LE to NE

As BBC weather introduced a new extreme heat symbol to their weather maps, one randonneur set off to ride 900km from Land’s End to Tyneside

A clear blue sky hung over the peninsular as I coasted the few short miles down to Land’s End. Kevin was waiting looking sharp and keen. His weightless titanium bike catching the morning sun.

With a quick photograph standing before the visitor complex, we were off down the A30 just after 9am. It was already warming up and the headwind was welcome. 

Many months before I had put my name down for Andy Corless’ 1400km audax LEJOG. Sadly, as the intervening months ran parallel to a pandemic the twists and turns of regulations and restrictions knocked the event on the head and I opted to have my entry rolled over the 2022. Meanwhile I’d booked accommodation at St Just and a train ticket to Penzance.
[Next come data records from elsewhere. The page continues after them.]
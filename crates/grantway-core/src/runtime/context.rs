// crates/grantway-core/src/runtime/context.rs
// ============================================================================
// Module: Evaluation Context
// Description: Deterministic flattening of appeals into expression variables.
// Purpose: Give the expression evaluator a value tree instead of native structs.
// Dependencies: crate::core::appeal, serde_json
// ============================================================================

//! ## Overview
//! Expressions never touch native structs. Before each evaluation the appeal
//! (with its resource snapshot) is rendered once into a `serde_json::Value`
//! tree and exposed under the `appeal` root, so `$appeal.resource.details.*`,
//! `$appeal.creator.*`, and `$appeal.details.*` resolve by plain map walks.
//! Rendering is deterministic; a serialization failure surfaces as a wrapped
//! error, never a panic.

// ============================================================================
// SECTION: Imports
// ============================================================================

use serde_json::Map;
use serde_json::Value;
use thiserror::Error;

use crate::core::appeal::Appeal;

// ============================================================================
// SECTION: Context Errors
// ============================================================================

/// Errors raised while building an evaluation context.
///
/// # Invariants
/// - Variants are stable for programmatic handling.
#[derive(Debug, Error)]
pub enum ContextError {
    /// The appeal failed to serialize into a value tree.
    #[error("rendering appeal to evaluation context: {0}")]
    Render(#[from] serde_json::Error),
    /// The appeal serialized to something other than an object.
    #[error("appeal did not render to an object")]
    NotAnObject,
}

// ============================================================================
// SECTION: Context Construction
// ============================================================================

/// Renders the appeal into expression variables under the `appeal` root.
///
/// # Errors
///
/// Returns [`ContextError`] when the appeal cannot be rendered to an object.
pub fn appeal_env(appeal: &Appeal) -> Result<Map<String, Value>, ContextError> {
    let rendered = serde_json::to_value(appeal)?;
    if !rendered.is_object() {
        return Err(ContextError::NotAnObject);
    }
    let mut vars = Map::new();
    vars.insert("appeal".to_string(), rendered);
    Ok(vars)
}
// crates/grantway-core/src/core/grant.rs
// ============================================================================
// Module: Grantway Grant Artifact
// Description: Terminal access artifact produced from an approved appeal.
// Purpose: Hand a complete, immutable grant record to the provider interface.
// Dependencies: crate::core::identifiers, serde, time
// ============================================================================

//! ## Overview
//! A grant is the terminal artifact of the approval workflow: it records who
//! gets which role on which resource and for how long. Grants are created
//! once by [`crate::core::appeal::Appeal::to_grant`] and never mutated by the
//! engine; revocation is a provider-side concern behind
//! [`crate::interfaces::AccessProvider`].

// ============================================================================
// SECTION: Imports
// ============================================================================

use serde::Deserialize;
use serde::Serialize;
use time::OffsetDateTime;

use crate::core::identifiers::AppealId;
use crate::core::identifiers::GrantId;
use crate::core::identifiers::ResourceId;

// ============================================================================
// SECTION: Grant Status
// ============================================================================

/// Grant lifecycle status.
///
/// # Invariants
/// - Variants are stable for serialization and contract matching.
#[derive(Debug, Clone, Copy, PartialEq, Eq, Serialize, Deserialize)]
#[serde(rename_all = "snake_case")]
pub enum GrantStatus {
    /// Access is in effect.
    Active,
    /// Access has been revoked or has expired.
    Inactive,
}

// ============================================================================
// SECTION: Grant Source
// ============================================================================

/// Origin of a grant record.
///
/// # Invariants
/// - Variants are stable for serialization and contract matching.
#[derive(Debug, Clone, Copy, PartialEq, Eq, Serialize, Deserialize)]
#[serde(rename_all = "snake_case")]
pub enum GrantSource {
    /// Produced by an approved appeal.
    Appeal,
    /// Imported from pre-existing provider-side access.
    Import,
}

// ============================================================================
// SECTION: Grant
// ============================================================================

/// Time-bounded access artifact produced from an approved appeal.
///
/// # Invariants
/// - `is_permanent` implies `expiration_date` is `None`.
/// - Account, resource, role, permission, and creator fields are copied
///   verbatim from the originating appeal.
#[derive(Debug, Clone, PartialEq, Serialize, Deserialize)]
pub struct Grant {
    /// Grant identifier, assigned by the persistence layer.
    #[serde(default)]
    pub id: GrantId,
    /// Grant lifecycle status.
    pub status: GrantStatus,
    /// Origin of the grant record.
    pub source: GrantSource,
    /// Account receiving access.
    pub account_id: String,
    /// Account type receiving access.
    pub account_type: String,
    /// Resource the access applies to.
    pub resource_id: ResourceId,
    /// Granted role.
    pub role: String,
    /// Granted permissions.
    pub permissions: Vec<String>,
    /// Indicates access with no expiration.
    pub is_permanent: bool,
    /// Expiration timestamp for time-bounded access.
    #[serde(with = "time::serde::rfc3339::option")]
    pub expiration_date: Option<OffsetDateTime>,
    /// Originating appeal.
    pub appeal_id: AppealId,
    /// Identity that created the originating appeal.
    pub created_by: String,
}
I’d also contacted Kevin who lived but a few miles from LE, and he’d agreed to ride with me for part of the way. Also, meanwhile I’d ridden in the Ayrshire hills the previous month and been ravaged by midge. No way was I crossing the Scottish border to repeat the experience. I reviewed the route and decided that a shorter ride to Newcastle in North East England looked like a nice alternative.

At Maruzen another pic before Michael’s Mount where we met the retired club chairman of the Bank of England Cycling Club, who had just moved up to Newcastle. He seemed surprised I planned to cycle there in a little under 3 days.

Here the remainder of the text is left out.